The village’s young deputy sarpanch Om Prakash Kumar greets the team as they land. Mr. Kumar was one of the first to evacuate on Saturday, followed by 350 others from the prosperous, yet squalid hamlet.
“The river has eaten up 30 feet of rice fields from the banks. Usually, it’s never this much,” says Mr. Kumar.
Seventy people, including 10 women and a few children, refused to leave the village. One of them is a prosperous village elder Ganga Ram Mandal. He wears a torn vest and shorts; owns four threshers, a tractor, four water pumps and several heads of cattle. The tractor and equipment have been shipped to a neighbouring village, but there’s no transport to shift the cattle.
“If I leave them to die, the sin of killing cows will be on my head. I can’t go,” he tells the NDRF. The women won’t leave as they have to cook for the men and feed the cattle.
“It’s only for two days dada,” says Constable Anish Jha in Maithili. “Do you want to live with sins of killing cattle or the sin of killing women and the young? If you’re alive, you can always become rich again,” he says.
The NDRF has 15 teams of 45 personnel and six boats each in the six districts of Bihar that may be hit if a sudden surge of water is discharged from the lake created on a tributary of the Kosi in Nepal. Around 2500 army, paramilitary and police personnel have been deployed.
Reports from Nepal suggest that the threat of large scale inundation may have been overestimated, but authorities in India are not leaving things to chance. The memories of devastation and more than 400 casualties in the 2008 floods here are a part of local lore.
“Our first priority is women, children and the elderly followed by others. In addition to boat teams, we have deep divers and medical teams.

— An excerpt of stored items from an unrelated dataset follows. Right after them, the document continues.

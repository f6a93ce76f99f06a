//! # amiforge-id
//!
//! Typed identifiers for provider resources handled by amiforge.
//!
//! ## Design Principles
//!
//! - IDs are assigned by the provider; amiforge never invents them outside tests
//! - All IDs have a canonical string representation with strict parsing
//! - IDs are typed so an image id can never be passed where a snapshot id is expected
//!
//! ## ID Format
//!
//! Resource IDs use the provider's prefixed format: `{prefix}-{suffix}`
//!
//! Examples:
//! - `ami-0c55b159cbfafe1f0`
//! - `snap-066877671789bd71b`
//!
//! Regions are plain lowercase names such as `us-east-1`.

mod error;
mod macros;
mod types;

pub use error::IdError;
pub use types::*;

The greatest challenge is convincing the majority of villagers who are sceptical about the threat,” NDRF Commandant Vijay Sinha told The Hindu . Once back at the Kosi Bridge, the NDRF spots villagers wading through water back to their villages. “After our rescue efforts last year, when our jawans even helped women deliver babies on boats, parents named their children Endyaref Singh. But their love for their land is strong and we are using all our convincing skills to at least get the vulnerable population to safety,” Ajit Singh says.